DIRECTIONS FOR THIS TASK: Scan the data below and state how many of its lines contain the word "destroyed", giving only the figure.

EXERCISE DATA:
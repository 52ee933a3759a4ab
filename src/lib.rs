//! Entity component storage and query engine for a frame driven simulation
//! loop.
//!
//! Entities are opaque generational ids. Components are plain values keyed
//! by their concrete type and optionally grouped in a family, which allows a
//! query to ask for a base kind of component without enumerating every
//! member type.
//!
//! Storage is shared behind locks, so a second thread may read components
//! and iterate queries while the logic thread mutates.
//!
//! # Features
//! - Handles which safely invalidate once their entity is destroyed
//! - Declarative all/one/exclude queries, evaluated lazily
//! - Singleton entities addressed by [`Urn`]
//! - Prioritized systems with a typed [`Context`](system::Context)
//!
//! ```
//! use strata::{Component, EntityBuilder, EntityManager, key};
//!
//! #[derive(Debug, PartialEq)]
//! struct Position(f32, f32);
//! impl Component for Position {}
//!
//! let manager = EntityManager::new();
//! let entity = manager.build(EntityBuilder::new().set(Position(1.0, 2.0)));
//!
//! let found: Vec<_> = manager.entities_with_all([key::<Position>()]).collect();
//! assert_eq!(found, [entity.clone()]);
//!
//! entity.dispose();
//! assert!(!entity.exists());
//! assert!(manager.get_entity(entity.id()).is_null());
//! ```

mod component;
pub mod components;
mod entity;
mod entity_ref;
pub mod error;
pub mod events;
pub mod filter;
mod manager;
mod pool;
pub mod query;
pub mod schedule;
pub mod system;
mod table;
mod urn;
mod world;

pub use component::{boxed, downcast, key, Component, ComponentBox, ComponentKey, ComponentValue};
pub use components::SingleComponent;
pub use entity::{Entity, EntityBuilder, EntityGen, EntityIndex};
pub use entity_ref::EntityRef;
pub use error::{Error, Result};
pub use events::{EntityEvent, EventSubscriber};
pub use filter::Filter;
pub use manager::EntityManager;
pub use pool::EntityPool;
pub use query::{EntityIter, Group, GroupBuilder};
pub use schedule::EntitySystemManager;
pub use system::{BoxedSystem, Context, System};
pub use table::{ComponentIter, ComponentTable};
pub use urn::Urn;
pub use world::World;
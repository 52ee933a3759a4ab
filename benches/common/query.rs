use strata::*;

pub struct Position(pub f32);
impl Component for Position {}

pub struct Velocity(pub f32);
impl Component for Velocity {}

pub struct Frozen;
impl Component for Frozen {}

pub struct Benchmark(Group);

impl Benchmark {
    pub fn new() -> Self {
        let pool = EntityPool::with_capacity(10_000);
        for i in 0..10_000 {
            let mut builder = EntityBuilder::new();
            builder.set(Position(0.0)).set(Velocity(1.0));
            if i % 4 == 0 {
                builder.set(Frozen);
            }

            builder.build(&pool);
        }

        let group = GroupBuilder::new()
            .with::<Position>()
            .with::<Velocity>()
            .without::<Frozen>()
            .build(pool);

        Self(group)
    }

    pub fn run(&mut self) -> usize {
        self.0.iter().count()
    }

    pub fn run_update(&mut self) {
        for entity in &self.0 {
            let Some(vel) = entity.get::<Velocity>() else {
                continue;
            };

            entity.set(Position(vel.0)).unwrap();
        }
    }
}
use core::iter::FusedIterator;
use std::vec;

use crate::{filter::Filter, Entity, EntityPool, EntityRef};

/// Lazily yields the handles of the entities in a pool which match a
/// [`Filter`].
///
/// The set of candidate ids is captured when the iterator is created. The
/// filter is evaluated against the pool as each item is reached, so entities
/// destroyed or altered mid-iteration are skipped or yielded according to
/// their state at that point.
pub struct EntityIter<'a> {
    pool: &'a EntityPool,
    ids: vec::IntoIter<Entity>,
    filter: Filter,
}

impl<'a> EntityIter<'a> {
    pub(crate) fn new(pool: &'a EntityPool, ids: Vec<Entity>, filter: Filter) -> Self {
        Self {
            pool,
            ids: ids.into_iter(),
            filter,
        }
    }

    /// Returns the filter applied to each entity
    pub fn filter(&self) -> &Filter {
        &self.filter
    }
}

impl<'a> Iterator for EntityIter<'a> {
    type Item = EntityRef;

    fn next(&mut self) -> Option<Self::Item> {
        for id in self.ids.by_ref() {
            if !self
                .filter
                .matches(|key| self.pool.has_component(id, key))
            {
                continue;
            }

            let handle = self.pool.get_entity(id);
            if !handle.is_null() {
                return Some(handle);
            }
        }

        None
    }

    fn size_hint(&self) -> (usize, Option<usize>) {
        (0, Some(self.ids.len()))
    }
}

impl FusedIterator for EntityIter<'_> {}

impl core::fmt::Debug for EntityIter<'_> {
    fn fmt(&self, f: &mut core::fmt::Formatter<'_>) -> core::fmt::Result {
        f.debug_struct("EntityIter")
            .field("filter", &self.filter)
            .field("remaining", &self.ids.len())
            .finish()
    }
}
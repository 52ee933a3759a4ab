use thiserror::Error;

use crate::{Entity, Urn};

/// Conflicts and misuse reported by the storage layer.
///
/// Plain misses (absent component, unknown id) are never errors; they are
/// returned as `None` or the null handle.
#[derive(Error, Debug, Clone, PartialEq, Eq)]
pub enum Error {
    #[error("The entity {0} does not exist or has been destroyed.")]
    NoSuchEntity(Entity),
    #[error("The handle for {0} is not active in any pool.")]
    Inactive(Entity),
    #[error("The id {0} can not be registered: it was never allocated or is in use.")]
    IdUnavailable(Entity),
    #[error("The entity slot for {0} is already occupied.")]
    EntityOccupied(Entity),
    #[error("The entity {0} is not loaded in this pool.")]
    NotLoaded(Entity),
    #[error("The singleton {urn} is already claimed by {owner}.")]
    UrnClaimed { urn: Urn, owner: Entity },
    #[error("No resource of type {0} was registered in the context.")]
    MissingResource(&'static str),
    #[error("Invalid urn {0:?}: {1}")]
    InvalidUrn(String, &'static str),
}

pub type Result<T> = std::result::Result<T, Error>;
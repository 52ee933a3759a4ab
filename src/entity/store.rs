use super::{Entity, EntityGen, EntityIndex};
use crate::{error::Result, Error};

pub(crate) const DEFAULT_GEN: EntityGen = 1;

struct Slot {
    // even = dead, odd = alive
    gen: u64,
}

impl Slot {
    fn is_alive(&self) -> bool {
        self.gen & 1 == 1
    }

    fn make_alive(&mut self) -> EntityGen {
        debug_assert!(!self.is_alive());
        self.gen += 1;
        from_slot_gen(self.gen)
    }

    fn make_dead(&mut self) {
        debug_assert!(self.is_alive());
        // Since the slot is alive, the gen is odd, adding one makes it even
        self.gen += 1;
    }

    /// Returns true if the slot can not be revived without exceeding
    /// [`EntityGen::MAX`]
    fn is_exhausted(&self) -> bool {
        debug_assert!(!self.is_alive());
        // A dead slot revives as `(gen >> 1)`
        self.gen >> 1 > u64::from(EntityGen::MAX)
    }
}

fn to_slot_gen(gen: EntityGen) -> u64 {
    (u64::from(gen) << 1) | 1
}

fn from_slot_gen(gen: u64) -> EntityGen {
    (gen >> 1) as EntityGen
}

/// Dense arena of entity slots indexed by [`Entity::index`].
///
/// Freed indices are recycled with a bumped generation, so an id which was
/// despawned is never handed out again. An index whose generation reached
/// [`EntityGen::MAX`] is retired instead of recycled.
pub(crate) struct EntityStore {
    slots: Vec<Slot>,
    free: Vec<EntityIndex>,
    len: usize,
}

impl core::fmt::Debug for EntityStore {
    fn fmt(&self, f: &mut core::fmt::Formatter<'_>) -> core::fmt::Result {
        f.debug_struct("EntityStore")
            .field("len", &self.len)
            .field("free", &self.free.len())
            .finish()
    }
}

impl EntityStore {
    pub fn new() -> Self {
        Self::with_capacity(0)
    }

    pub fn with_capacity(cap: usize) -> Self {
        let mut slots = Vec::with_capacity(cap + 1);
        // Index 0 is never valid
        slots.push(Slot { gen: 0 });

        Self {
            slots,
            free: Vec::new(),
            len: 0,
        }
    }

    pub fn spawn(&mut self) -> Entity {
        if let Some(index) = self.free.pop() {
            let slot = &mut self.slots[index as usize];
            let gen = slot.make_alive();
            self.len += 1;
            Entity::from_parts(index, gen)
        } else {
            let index = self.slots.len();
            assert!(index < u32::MAX as usize, "Entity index space exhausted");

            self.slots.push(Slot {
                gen: to_slot_gen(DEFAULT_GEN),
            });

            self.len += 1;
            Entity::from_parts(index as EntityIndex, DEFAULT_GEN)
        }
    }

    /// Revives an already minted id.
    ///
    /// Fails if the index was never allocated, is currently occupied, or if
    /// `id` is older than the slot's last despawned generation.
    pub fn spawn_at(&mut self, id: Entity) -> Result<()> {
        if !self.is_minted(id) {
            return Err(Error::IdUnavailable(id));
        }

        let index = id.index();
        let slot = &mut self.slots[index as usize];
        if slot.is_alive() {
            return Err(Error::EntityOccupied(Entity::from_parts(
                index,
                from_slot_gen(slot.gen),
            )));
        }

        if to_slot_gen(id.gen()) <= slot.gen {
            return Err(Error::IdUnavailable(id));
        }

        slot.gen = to_slot_gen(id.gen());
        if let Some(pos) = self.free.iter().position(|&v| v == index) {
            self.free.swap_remove(pos);
        }

        self.len += 1;
        Ok(())
    }

    pub fn despawn(&mut self, id: Entity) -> Result<()> {
        if !self.is_alive(id) {
            return Err(Error::NoSuchEntity(id));
        }

        let index = id.index();
        let slot = &mut self.slots[index as usize];
        slot.make_dead();
        if slot.is_exhausted() {
            tracing::debug!(%id, "retiring exhausted entity slot");
        } else {
            self.free.push(index);
        }
        self.len -= 1;

        Ok(())
    }

    #[inline]
    fn slot(&self, index: EntityIndex) -> Option<&Slot> {
        if index == 0 {
            return None;
        }

        self.slots.get(index as usize)
    }

    #[inline]
    pub fn is_alive(&self, id: Entity) -> bool {
        !id.is_null()
            && self
                .slot(id.index())
                .filter(|v| v.is_alive() && v.gen == to_slot_gen(id.gen()))
                .is_some()
    }

    /// Returns true if the index of `id` has ever been handed out
    #[inline]
    pub fn is_minted(&self, id: Entity) -> bool {
        !id.is_null() && self.slot(id.index()).is_some()
    }

    pub fn len(&self) -> usize {
        self.len
    }

    pub fn iter(&self) -> impl Iterator<Item = Entity> + '_ {
        self.slots
            .iter()
            .enumerate()
            .skip(1)
            .filter(|(_, slot)| slot.is_alive())
            .map(|(index, slot)| Entity::from_parts(index as EntityIndex, from_slot_gen(slot.gen)))
    }
}

impl Default for EntityStore {
    fn default() -> Self {
        Self::new()
    }
}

WRITTEN SOLUTION: 3